** Material provided follows **
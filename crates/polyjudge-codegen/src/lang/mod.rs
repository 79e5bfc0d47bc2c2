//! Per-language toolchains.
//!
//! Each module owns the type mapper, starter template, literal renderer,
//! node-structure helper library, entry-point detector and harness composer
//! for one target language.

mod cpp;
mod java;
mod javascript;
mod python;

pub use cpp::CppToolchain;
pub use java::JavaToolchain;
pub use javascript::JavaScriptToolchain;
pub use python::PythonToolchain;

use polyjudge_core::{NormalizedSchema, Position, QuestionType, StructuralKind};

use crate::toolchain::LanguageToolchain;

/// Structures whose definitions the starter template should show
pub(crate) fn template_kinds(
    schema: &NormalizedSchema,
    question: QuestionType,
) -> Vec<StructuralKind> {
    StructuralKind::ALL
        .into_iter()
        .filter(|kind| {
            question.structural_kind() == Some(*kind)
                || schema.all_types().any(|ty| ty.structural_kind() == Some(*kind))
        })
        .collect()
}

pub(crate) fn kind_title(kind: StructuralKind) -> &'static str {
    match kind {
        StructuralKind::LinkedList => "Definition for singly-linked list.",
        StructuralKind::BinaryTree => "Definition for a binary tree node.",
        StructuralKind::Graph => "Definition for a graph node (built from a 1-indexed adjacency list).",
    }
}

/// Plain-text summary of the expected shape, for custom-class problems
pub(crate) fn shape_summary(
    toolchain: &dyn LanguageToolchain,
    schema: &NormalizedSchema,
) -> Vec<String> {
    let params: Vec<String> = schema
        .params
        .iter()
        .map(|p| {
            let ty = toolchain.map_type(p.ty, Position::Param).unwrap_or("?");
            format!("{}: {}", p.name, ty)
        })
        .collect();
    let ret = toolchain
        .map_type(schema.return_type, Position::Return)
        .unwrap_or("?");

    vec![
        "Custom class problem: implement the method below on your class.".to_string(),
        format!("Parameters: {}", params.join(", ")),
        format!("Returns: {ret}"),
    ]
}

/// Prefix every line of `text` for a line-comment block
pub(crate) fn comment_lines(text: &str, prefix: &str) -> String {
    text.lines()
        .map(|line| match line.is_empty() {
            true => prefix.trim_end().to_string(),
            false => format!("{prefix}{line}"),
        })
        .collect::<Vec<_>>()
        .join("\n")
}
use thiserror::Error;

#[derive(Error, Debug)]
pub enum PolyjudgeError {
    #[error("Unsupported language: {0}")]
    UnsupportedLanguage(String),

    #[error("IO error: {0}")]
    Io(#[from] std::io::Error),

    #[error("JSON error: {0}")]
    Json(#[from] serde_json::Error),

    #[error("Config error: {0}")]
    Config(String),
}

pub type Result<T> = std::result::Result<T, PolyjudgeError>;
** End of Material provided **
Go through the records above and return each line in which the word "class" occurs.

/// Plain-text summary of the expected shape, for custom-class problems
        "Custom class problem: implement the method below on your class.".to_string(),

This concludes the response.